Problem description:
Your answer must be an exact copy of all the entries.

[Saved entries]
/// Replace `event_time_offset` by the time of flight over `Ltotal`.
///
/// For elastic scattering the neutron keeps its speed after the sample, so
/// the table is evaluated at the full straight-line path length and the
/// detector time. Adds the event coordinate `tof` in ns; pulse-stride
/// handling is as in [`detector_time_of_flight_data`].
///
/// # Errors
/// Returns an error if the data is not binned or lacks `Ltotal` or event
/// times.
pub fn elastic_time_of_flight_data(
    data: &DataArray,
    table: &TimeOfFlightLookupTable,
    pulse_stride_offset: Option<usize>,
) -> Result<DataArray> {
    time_of_flight_along(data, table, pulse_stride_offset, "Ltotal", "tof")
}

fn time_of_flight_along(
    data: &DataArray,
    table: &TimeOfFlightLookupTable,
    pulse_stride_offset: Option<usize>,
    distance: &str,
    output: &str,
) -> Result<DataArray> {
    let events = data.require_events()?;
    let eto = events
        .coord("event_time_offset")?
        .to_float()?
        .to_unit(&Unit::SECOND)?
        .to_vec::<f64>()?;
    let ltotal = data.event_coord(distance)?.to_unit(&Unit::METER)?.to_vec::<f64>()?;
    let pulses = if table.pulse_stride > 1 {
        Some(pulse_indices(events.coord("event_time_zero")?, table.pulse_period)?)
    } else {
        None
    };
    let tof = match (pulses.as_deref(), pulse_stride_offset) {
        (None, _) => unwrap_times(table, &ltotal, &eto, None, 0),
        (Some(p), Some(offset)) => unwrap_times(table, &ltotal, &eto, Some(p), offset as i64),
        (Some(p), None) => {
            let (offset, tof) = (0..table.pulse_stride as i64)
                .map(|offset| (offset, unwrap_times(table, &ltotal, &eto, Some(p), offset)))
                .min_by_key(|(_, tof)| tof.iter().filter(|t| t.is_nan()).count())
                .ok_or_else(|| Error::InvalidConfig("pulse stride must be positive".to_string()))?;
            debug!("Guessed pulse stride offset {offset}");
            tof
        }
    };
    let unmatched = tof.iter().filter(|t| t.is_nan()).count();
    if unmatched > 0 {
        warn!(
            "{unmatched} of {} events fall outside the time-of-flight table",
            tof.len()
        );
    }
    let tof = Variable::floats_1d(EVENT_DIM, tof, Unit::SECOND).to_unit(&Unit::NANOSECOND)?;

    let mut out = data.clone();
    let events = out
        .events_mut()
        .ok_or_else(|| Error::Unsupported("time of flight requires events".to_string()))?;
    events.coords.remove("event_time_offset");
    events.coords.remove("event_time_zero");
    events.insert_coord(output, tof)?;
    info!("Computed time of flight for {} events", out.event_count());
    Ok(out)
}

Solution to this task:
/// Replace `event_time_offset` by the time of flight over `Ltotal`.
///
/// For elastic scattering the neutron keeps its speed after the sample, so
/// the table is evaluated at the full straight-line path length and the
/// detector time. Adds the event coordinate `tof` in ns; pulse-stride
/// handling is as in [`detector_time_of_flight_data`].
///
/// # Errors
/// Returns an error if the data is not binned or lacks `Ltotal` or event
/// times.
pub fn elastic_time_of_flight_data(
    data: &DataArray,
    table: &TimeOfFlightLookupTable,
    pulse_stride_offset: Option<usize>,
) -> Result<DataArray> {
    time_of_flight_along(data, table, pulse_stride_offset, "Ltotal", "tof")
}

fn time_of_flight_along(
    data: &DataArray,
    table: &TimeOfFlightLookupTable,
    pulse_stride_offset: Option<usize>,
    distance: &str,
    output: &str,
) -> Result<DataArray> {
    let events = data.require_events()?;
    let eto = events
        .coord("event_time_offset")?
        .to_float()?
        .to_unit(&Unit::SECOND)?
        .to_vec::<f64>()?;
    let ltotal = data.event_coord(distance)?.to_unit(&Unit::METER)?.to_vec::<f64>()?;
    let pulses = if table.pulse_stride > 1 {
        Some(pulse_indices(events.coord("event_time_zero")?, table.pulse_period)?)
    } else {
        None
    };
    let tof = match (pulses.as_deref(), pulse_stride_offset) {
        (None, _) => unwrap_times(table, &ltotal, &eto, None, 0),
        (Some(p), Some(offset)) => unwrap_times(table, &ltotal, &eto, Some(p), offset as i64),
        (Some(p), None) => {
            let (offset, tof) = (0..table.pulse_stride as i64)
                .map(|offset| (offset, unwrap_times(table, &ltotal, &eto, Some(p), offset)))
                .min_by_key(|(_, tof)| tof.iter().filter(|t| t.is_nan()).count())
                .ok_or_else(|| Error::InvalidConfig("pulse stride must be positive".to_string()))?;
            debug!("Guessed pulse stride offset {offset}");
            tof
        }
    };
    let unmatched = tof.iter().filter(|t| t.is_nan()).count();
    if unmatched > 0 {
        warn!(
            "{unmatched} of {} events fall outside the time-of-flight table",
            tof.len()
        );
    }
    let tof = Variable::floats_1d(EVENT_DIM, tof, Unit::SECOND).to_unit(&Unit::NANOSECOND)?;

    let mut out = data.clone();
    let events = out
        .events_mut()
        .ok_or_else(|| Error::Unsupported("time of flight requires events".to_string()))?;
    events.coords.remove("event_time_offset");
    events.coords.remove("event_time_zero");
    events.insert_coord(output, tof)?;
    info!("Computed time of flight for {} events", out.event_count());
    Ok(out)
}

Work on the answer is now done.